"Al fondatore delle Olimpiade non gli è venuto mai in mente l’idea dello sport pagato né del commercio di sportivi. Questo è stato, invece, un nobile obbiettivo della Rivoluzione cubana, che implicava il compito di promuovere sia lo sport quanto la salute, l’educazione, la scienza, la cultura e l’arte che sono sempre stati principi ai quali la Rivoluzione non ha mai rinunciato".
“Oggi quello che si considera è quello che succederà nel nostro pianeta globalizzato in un futuro prossimo. Come potrebbero scappare gli esseri umani dall'ignoranza, dalla carenza di risorse elementari per alimento, salute, educazione, abitazione, impiego decoroso, sicurezza e rimunerazione giusta. Quello che è più importante, è se sarà tutto ciò possibile o no, in questo minuscolo angolo dell'Universo. Se meditare su questo serve qualcosa, sarà per garantire in realtà la supremazia dell'essere umano.”

“Senza quei anni di cui abbiamo disposto per educare, seminare idee, coscienze, sentimenti di profonda solidarietà in seno al popolo  e ad uno spirito internazionalista, il nostro popolo non avrebbe avuto le forze per resistere.”

”L’indipendenza non è una bandiera, o un inno, oppure uno scudo; l’indipendenza non è questione di simboli, l’indipendenza dipende dallo sviluppo, l’indipendenza dipende dalla tecnologia, dipende dalla scienza nel mondo attuale. Come possiamo ottenerla senza educazione?”

“Degli automi stanno sostituendo i soldati, i mass media gli educatori ed i governi incominciano ad essere sorpassati dagli avvenimenti senza sapere che cosa fare. Nella disperazione di molti leader politici internazionali si nota l'impotenza innanzi ai problemi che si accumulano sempre più nei loro uffici e durante le frequenti riunioni internazionali.”

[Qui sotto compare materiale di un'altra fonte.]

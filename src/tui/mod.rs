//! Terminal User Interface for asking questions interactively.
//!
//! Provides a query bar, a result list and a markdown answer panel
//! using ratatui for rendering and crossterm for terminal management.

use std::io;
use std::panic;
use std::time::Duration;

use anyhow::{Context, Result};
use crossterm::{
    event::{self as crossterm_event, Event},
    execute,
    terminal::{EnterAlternateScreen, LeaveAlternateScreen, disable_raw_mode, enable_raw_mode},
};
use ratatui::{Terminal, backend::CrosstermBackend};
use tracing::warn;

use crate::service::KnowledgeService;

mod app;
pub mod event;
mod ui;

pub use app::{App, Focus, Origin, ResultItem};

/// Enables raw mode and enters the alternate screen.
fn init_terminal() -> Result<Terminal<CrosstermBackend<io::Stdout>>> {
    enable_raw_mode().context("failed to enable raw mode")?;
    let mut stdout = io::stdout();
    execute!(stdout, EnterAlternateScreen).context("failed to enter alternate screen")?;
    let backend = CrosstermBackend::new(stdout);
    let terminal = Terminal::new(backend).context("failed to create terminal")?;
    Ok(terminal)
}

/// Restores the terminal to its original state.
///
/// Must run before exiting the TUI, error paths included.
fn restore_terminal(terminal: &mut Terminal<CrosstermBackend<io::Stdout>>) -> Result<()> {
    disable_raw_mode().context("failed to disable raw mode")?;
    execute!(terminal.backend_mut(), LeaveAlternateScreen)
        .context("failed to leave alternate screen")?;
    terminal.show_cursor().context("failed to show cursor")?;
    Ok(())
}

/// Best-effort restoration usable from a panic hook.
fn restore_terminal_panic() {
    let _ = disable_raw_mode();
    let _ = execute!(io::stdout(), LeaveAlternateScreen);
}

/// Installs a panic hook that restores the terminal first.
fn init_panic_hook() {
    let original_hook = panic::take_hook();
    panic::set_hook(Box::new(move |panic_info| {
        restore_terminal_panic();
        original_hook(panic_info);
    }));
}

/// Runs a queued question, if any, and stores the outcome in `app`.
///
/// Failures are shown in the status line rather than ending the session.
/// Returns true if a question was run.
fn run_pending_search(app: &mut App, service: &KnowledgeService) -> bool {
    let Some(query) = app.take_pending_query() else {
        return false;
    };

    match service.ask(&query, app.ask_options()) {
        Ok(outcome) => app.apply_outcome(outcome),
        Err(e) => {
            warn!(error = %e, "Question failed");
            app.set_error(format!("{e:#}"));
        }
    }
    refresh_stored_count(app, service);
    true
}

fn refresh_stored_count(app: &mut App, service: &KnowledgeService) {
    match service.count() {
        Ok(count) => app.set_stored_count(count),
        Err(e) => warn!(error = %e, "Failed to count stored records"),
    }
}

/// Runs the main event loop for the TUI.
///
/// Polls for keyboard events, runs queued questions and re-renders.
///
/// # Errors
///
/// Returns an error if event polling, rendering, or terminal operations fail.
/// Terminal state is always restored, even on error.
pub fn run_event_loop(app: &mut App, service: &KnowledgeService) -> Result<()> {
    let mut terminal = init_terminal()?;

    let result = run_event_loop_internal(app, service, &mut terminal);

    if let Err(e) = restore_terminal(&mut terminal) {
        eprintln!("Error restoring terminal: {e}");
    }

    result
}

fn run_event_loop_internal(
    app: &mut App,
    service: &KnowledgeService,
    terminal: &mut Terminal<CrosstermBackend<io::Stdout>>,
) -> Result<()> {
    loop {
        terminal.draw(|frame| {
            ui::draw(frame, app);
        })?;

        // The frame above shows the "Searching" status before the blocking call
        if run_pending_search(app, service) {
            continue;
        }

        if crossterm_event::poll(Duration::from_millis(100))?
            && let Event::Key(key) = crossterm_event::read()?
            && event::handle_key_event(app, key)
        {
            break;
        }
    }

    Ok(())
}

/// Entry point for the TUI application.
///
/// # Errors
///
/// Returns an error if the terminal cannot be initialized or the event loop
/// fails.
pub fn run(service: &KnowledgeService) -> Result<()> {
    init_panic_hook();

    let mut app = App::new();
    refresh_stored_count(&mut app, service);

    run_event_loop(&mut app, service).context("TUI event loop failed")?;

    Ok(())
}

"Sin dal trionfo della Rivoluzione, l’istruzione è stata, e lo sarà sempre, uno degli obiettivi fondamentali della nostra epica lotta per una società veramente giusta, libera e umana. L’esperienza vissuta e i risultati raggiunti rendono superflua un’argomentazione.

"Quando nel futuro oggi incerto dell’umanità si parli di rivoluzioni e di cambiamenti sociali veramente profondi e indelebili, nessuno potrà dimenticare l’opera che ci riunisce qui. Il nostro popolo è fiero di voi."

“Una rivoluzione  educa, una rivoluzione combatte l’ignoranza e l’incultura, perché nell’ignoranza e l’incultura si trovano i pilastra sui quali si appoggia tutto l’edificio della menzogna,  tutto l’edificio della miseria, tutto l’edificio dello sfruttamento.”

Oggi cerchiamo ciò che a nostro giudizio dev’essere e sarà un sistema educativo che corrisponda sempre di più con l'uguaglianza, la giustizia piena, l'autostima e le necessità morali e sociali dei cittadini nel modello di società che il popolo cubano si è proposto di creare.
“Questa città militare la faremo diventare scuola, dove verranno centinaia dei bambini, perché le nostre caserme si trovano nel popolo, la nostra Rivoluzione la difende il popolo!  E allorché si dovrà combattere un nemico straniero, tutto il popolo sarà presto a difenderla!”